### RECORDS SUPPLIED
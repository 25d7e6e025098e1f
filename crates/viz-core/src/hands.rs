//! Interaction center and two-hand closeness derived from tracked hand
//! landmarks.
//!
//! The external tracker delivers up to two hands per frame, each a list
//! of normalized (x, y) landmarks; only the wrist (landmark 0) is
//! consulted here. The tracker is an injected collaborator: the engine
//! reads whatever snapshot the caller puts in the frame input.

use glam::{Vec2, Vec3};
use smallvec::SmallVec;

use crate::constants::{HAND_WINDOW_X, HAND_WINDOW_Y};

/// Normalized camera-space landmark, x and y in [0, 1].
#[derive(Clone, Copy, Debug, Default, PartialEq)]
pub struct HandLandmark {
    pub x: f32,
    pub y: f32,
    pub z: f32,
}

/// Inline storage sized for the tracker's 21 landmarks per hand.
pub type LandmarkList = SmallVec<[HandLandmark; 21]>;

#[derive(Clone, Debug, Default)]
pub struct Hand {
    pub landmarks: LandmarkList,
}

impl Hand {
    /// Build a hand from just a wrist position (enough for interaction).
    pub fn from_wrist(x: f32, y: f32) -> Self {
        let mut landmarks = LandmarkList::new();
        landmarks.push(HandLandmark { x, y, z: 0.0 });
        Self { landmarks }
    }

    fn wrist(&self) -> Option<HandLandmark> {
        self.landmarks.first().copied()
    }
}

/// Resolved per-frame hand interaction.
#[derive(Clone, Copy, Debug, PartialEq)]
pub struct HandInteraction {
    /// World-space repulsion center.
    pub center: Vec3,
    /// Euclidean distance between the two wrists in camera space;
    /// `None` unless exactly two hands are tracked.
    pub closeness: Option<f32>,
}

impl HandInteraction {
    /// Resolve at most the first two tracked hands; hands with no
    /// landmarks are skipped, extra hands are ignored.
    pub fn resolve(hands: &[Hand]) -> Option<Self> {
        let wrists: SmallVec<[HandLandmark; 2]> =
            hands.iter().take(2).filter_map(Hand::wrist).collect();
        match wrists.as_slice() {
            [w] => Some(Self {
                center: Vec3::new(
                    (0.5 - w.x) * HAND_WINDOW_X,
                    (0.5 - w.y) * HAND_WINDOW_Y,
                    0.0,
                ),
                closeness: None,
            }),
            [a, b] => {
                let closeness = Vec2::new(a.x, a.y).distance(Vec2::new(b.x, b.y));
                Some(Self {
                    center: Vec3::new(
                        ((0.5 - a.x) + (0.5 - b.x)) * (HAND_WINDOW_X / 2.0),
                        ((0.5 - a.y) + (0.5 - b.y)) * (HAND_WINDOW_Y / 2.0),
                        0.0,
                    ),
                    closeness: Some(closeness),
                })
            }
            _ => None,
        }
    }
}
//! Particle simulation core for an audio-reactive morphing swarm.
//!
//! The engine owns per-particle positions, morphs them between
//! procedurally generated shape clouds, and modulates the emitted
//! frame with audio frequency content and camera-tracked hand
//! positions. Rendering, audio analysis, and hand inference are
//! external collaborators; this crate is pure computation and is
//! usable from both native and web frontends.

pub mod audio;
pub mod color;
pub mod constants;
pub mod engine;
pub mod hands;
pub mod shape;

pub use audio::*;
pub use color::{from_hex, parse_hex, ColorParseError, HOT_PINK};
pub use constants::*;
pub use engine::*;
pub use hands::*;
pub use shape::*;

==

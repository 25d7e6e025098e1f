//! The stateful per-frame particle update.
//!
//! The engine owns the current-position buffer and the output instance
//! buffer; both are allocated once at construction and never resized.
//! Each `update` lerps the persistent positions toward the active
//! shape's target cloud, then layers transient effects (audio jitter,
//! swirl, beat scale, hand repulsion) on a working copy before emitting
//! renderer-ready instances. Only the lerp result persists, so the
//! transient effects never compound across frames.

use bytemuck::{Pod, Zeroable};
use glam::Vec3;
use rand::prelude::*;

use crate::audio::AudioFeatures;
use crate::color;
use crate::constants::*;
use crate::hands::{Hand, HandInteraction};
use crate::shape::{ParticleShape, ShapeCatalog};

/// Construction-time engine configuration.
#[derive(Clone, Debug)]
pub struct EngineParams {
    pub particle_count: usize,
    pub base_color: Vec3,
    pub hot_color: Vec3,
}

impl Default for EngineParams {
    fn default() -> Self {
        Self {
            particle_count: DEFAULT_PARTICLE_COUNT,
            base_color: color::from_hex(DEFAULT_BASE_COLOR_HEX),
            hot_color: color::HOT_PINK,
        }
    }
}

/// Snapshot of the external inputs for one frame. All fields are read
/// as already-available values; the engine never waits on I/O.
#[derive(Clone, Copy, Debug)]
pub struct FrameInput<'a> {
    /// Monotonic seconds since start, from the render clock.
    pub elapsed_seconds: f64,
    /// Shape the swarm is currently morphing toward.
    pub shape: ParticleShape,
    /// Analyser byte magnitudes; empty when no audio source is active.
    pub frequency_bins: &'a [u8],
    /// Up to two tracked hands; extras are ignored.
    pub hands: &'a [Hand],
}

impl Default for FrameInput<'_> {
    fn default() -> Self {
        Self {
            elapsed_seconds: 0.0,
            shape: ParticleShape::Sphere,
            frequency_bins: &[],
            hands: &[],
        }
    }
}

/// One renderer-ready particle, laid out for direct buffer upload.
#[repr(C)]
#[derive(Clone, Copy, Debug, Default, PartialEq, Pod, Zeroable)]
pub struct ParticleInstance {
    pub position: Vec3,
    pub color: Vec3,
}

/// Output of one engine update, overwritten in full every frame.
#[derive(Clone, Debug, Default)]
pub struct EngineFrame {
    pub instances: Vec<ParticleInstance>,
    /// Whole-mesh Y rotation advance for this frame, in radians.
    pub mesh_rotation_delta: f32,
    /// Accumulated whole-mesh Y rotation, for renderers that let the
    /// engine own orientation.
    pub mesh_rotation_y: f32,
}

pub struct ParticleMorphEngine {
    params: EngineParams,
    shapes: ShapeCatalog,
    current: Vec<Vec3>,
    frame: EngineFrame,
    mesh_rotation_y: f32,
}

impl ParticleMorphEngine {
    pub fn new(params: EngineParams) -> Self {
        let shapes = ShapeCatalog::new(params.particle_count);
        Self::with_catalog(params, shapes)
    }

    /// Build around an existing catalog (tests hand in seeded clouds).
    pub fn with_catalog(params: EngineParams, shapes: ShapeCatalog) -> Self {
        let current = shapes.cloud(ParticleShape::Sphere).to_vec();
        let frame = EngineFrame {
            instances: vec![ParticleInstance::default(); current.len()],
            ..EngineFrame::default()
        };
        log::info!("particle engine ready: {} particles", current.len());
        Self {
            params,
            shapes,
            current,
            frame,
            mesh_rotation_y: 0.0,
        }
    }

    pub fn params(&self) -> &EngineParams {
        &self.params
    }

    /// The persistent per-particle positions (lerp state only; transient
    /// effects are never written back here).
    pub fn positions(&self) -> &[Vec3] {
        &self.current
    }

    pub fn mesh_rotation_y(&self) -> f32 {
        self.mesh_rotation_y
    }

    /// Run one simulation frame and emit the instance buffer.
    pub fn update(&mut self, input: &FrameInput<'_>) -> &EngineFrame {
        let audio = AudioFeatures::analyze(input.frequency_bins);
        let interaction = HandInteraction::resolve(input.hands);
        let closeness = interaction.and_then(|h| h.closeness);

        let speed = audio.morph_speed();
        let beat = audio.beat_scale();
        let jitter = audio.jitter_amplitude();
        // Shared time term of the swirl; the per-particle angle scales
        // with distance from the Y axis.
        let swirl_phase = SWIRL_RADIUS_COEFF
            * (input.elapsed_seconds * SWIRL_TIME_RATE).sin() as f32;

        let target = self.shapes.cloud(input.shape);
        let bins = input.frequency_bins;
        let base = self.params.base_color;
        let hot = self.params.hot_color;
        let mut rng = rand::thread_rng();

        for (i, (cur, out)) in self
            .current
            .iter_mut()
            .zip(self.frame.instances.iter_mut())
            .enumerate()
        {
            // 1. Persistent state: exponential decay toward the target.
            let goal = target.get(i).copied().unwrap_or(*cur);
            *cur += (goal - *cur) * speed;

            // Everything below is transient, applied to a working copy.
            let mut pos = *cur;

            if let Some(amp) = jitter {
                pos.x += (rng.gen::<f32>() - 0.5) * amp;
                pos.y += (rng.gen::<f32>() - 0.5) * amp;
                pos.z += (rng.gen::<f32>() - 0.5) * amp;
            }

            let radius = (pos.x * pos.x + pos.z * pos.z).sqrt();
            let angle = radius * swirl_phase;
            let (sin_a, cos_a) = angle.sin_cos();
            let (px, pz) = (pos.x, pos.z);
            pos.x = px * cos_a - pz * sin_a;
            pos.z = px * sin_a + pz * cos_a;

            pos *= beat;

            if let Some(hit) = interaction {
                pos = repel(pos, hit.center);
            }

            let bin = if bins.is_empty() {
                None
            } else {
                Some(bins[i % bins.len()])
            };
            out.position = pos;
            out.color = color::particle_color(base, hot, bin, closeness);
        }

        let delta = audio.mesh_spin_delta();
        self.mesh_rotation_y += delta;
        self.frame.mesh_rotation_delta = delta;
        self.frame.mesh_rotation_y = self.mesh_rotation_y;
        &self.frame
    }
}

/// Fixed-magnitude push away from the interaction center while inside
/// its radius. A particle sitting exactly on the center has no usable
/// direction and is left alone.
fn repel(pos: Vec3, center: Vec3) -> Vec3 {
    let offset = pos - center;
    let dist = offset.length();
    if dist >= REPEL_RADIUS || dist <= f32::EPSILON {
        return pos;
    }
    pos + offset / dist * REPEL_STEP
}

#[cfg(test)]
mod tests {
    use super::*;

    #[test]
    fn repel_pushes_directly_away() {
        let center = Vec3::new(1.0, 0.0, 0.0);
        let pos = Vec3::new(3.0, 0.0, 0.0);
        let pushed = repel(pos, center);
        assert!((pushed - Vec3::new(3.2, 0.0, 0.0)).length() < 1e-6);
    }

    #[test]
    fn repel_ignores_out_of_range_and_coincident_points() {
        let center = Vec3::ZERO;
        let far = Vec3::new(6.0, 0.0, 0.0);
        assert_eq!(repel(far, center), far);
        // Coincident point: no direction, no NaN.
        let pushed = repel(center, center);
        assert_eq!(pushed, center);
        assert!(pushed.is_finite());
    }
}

...

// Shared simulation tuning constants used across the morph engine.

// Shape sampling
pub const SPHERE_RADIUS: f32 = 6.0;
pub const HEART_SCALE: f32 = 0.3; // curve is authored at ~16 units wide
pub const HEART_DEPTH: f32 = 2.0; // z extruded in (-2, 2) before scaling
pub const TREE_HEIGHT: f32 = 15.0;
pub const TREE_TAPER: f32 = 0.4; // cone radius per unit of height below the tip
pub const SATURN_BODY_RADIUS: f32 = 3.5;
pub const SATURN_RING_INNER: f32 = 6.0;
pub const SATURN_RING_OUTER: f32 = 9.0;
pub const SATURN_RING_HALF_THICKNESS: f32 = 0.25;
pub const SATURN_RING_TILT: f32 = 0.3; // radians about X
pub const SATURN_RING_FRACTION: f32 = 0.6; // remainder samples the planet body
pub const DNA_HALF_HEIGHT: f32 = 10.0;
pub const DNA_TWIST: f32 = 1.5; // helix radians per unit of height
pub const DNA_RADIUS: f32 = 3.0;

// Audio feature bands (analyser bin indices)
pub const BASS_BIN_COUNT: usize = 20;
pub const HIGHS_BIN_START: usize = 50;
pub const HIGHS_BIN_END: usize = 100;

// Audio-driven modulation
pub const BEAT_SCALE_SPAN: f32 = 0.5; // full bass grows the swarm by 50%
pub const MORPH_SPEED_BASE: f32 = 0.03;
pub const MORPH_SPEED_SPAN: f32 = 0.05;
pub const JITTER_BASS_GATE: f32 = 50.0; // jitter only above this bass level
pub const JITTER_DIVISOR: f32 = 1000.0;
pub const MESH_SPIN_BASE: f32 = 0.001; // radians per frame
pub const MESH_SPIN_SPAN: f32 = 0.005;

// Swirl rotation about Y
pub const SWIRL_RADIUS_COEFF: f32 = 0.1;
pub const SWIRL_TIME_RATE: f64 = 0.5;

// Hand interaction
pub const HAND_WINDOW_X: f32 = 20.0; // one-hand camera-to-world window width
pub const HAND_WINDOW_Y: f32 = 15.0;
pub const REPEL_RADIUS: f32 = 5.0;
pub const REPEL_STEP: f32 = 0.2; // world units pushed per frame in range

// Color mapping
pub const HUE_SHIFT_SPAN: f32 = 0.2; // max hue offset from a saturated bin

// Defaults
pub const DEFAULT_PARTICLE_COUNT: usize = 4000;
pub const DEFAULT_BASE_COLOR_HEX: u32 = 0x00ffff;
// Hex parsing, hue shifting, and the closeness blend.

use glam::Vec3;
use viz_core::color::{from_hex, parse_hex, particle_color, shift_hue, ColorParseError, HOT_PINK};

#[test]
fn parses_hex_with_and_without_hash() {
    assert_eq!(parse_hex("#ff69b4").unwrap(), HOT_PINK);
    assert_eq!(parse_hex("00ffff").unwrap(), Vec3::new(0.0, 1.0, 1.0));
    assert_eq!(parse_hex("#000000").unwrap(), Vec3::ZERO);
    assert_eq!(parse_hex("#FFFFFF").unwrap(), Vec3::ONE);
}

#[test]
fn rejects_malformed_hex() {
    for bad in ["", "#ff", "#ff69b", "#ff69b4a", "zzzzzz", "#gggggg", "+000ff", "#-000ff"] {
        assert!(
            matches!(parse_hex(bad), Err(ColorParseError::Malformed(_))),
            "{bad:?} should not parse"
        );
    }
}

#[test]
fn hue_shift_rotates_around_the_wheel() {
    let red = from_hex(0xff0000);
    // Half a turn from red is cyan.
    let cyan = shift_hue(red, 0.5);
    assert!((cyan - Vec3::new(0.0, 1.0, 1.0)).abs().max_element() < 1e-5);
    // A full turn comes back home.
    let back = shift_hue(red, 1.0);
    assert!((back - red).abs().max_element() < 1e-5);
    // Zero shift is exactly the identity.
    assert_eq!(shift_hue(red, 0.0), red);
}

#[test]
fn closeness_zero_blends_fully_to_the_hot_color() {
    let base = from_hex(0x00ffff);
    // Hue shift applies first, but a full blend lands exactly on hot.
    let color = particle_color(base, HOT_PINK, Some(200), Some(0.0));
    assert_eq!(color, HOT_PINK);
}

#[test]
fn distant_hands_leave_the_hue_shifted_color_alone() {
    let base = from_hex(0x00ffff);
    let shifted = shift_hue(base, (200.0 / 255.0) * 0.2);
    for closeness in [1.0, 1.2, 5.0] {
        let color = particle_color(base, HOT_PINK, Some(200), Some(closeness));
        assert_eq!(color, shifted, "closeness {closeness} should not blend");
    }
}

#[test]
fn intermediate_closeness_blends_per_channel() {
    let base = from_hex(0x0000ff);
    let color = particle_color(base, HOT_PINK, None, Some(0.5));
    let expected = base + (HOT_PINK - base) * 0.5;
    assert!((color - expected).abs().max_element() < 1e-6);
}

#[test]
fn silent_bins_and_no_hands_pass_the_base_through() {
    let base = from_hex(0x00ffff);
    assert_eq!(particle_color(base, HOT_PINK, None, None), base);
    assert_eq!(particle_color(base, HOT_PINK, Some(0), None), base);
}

### WHAT TO WORK ON
List every line from the entries above in which "copied" appears.

### ANSWER SECTION
        self.landmarks.first().copied()
            let goal = target.get(i).copied().unwrap_or(*cur);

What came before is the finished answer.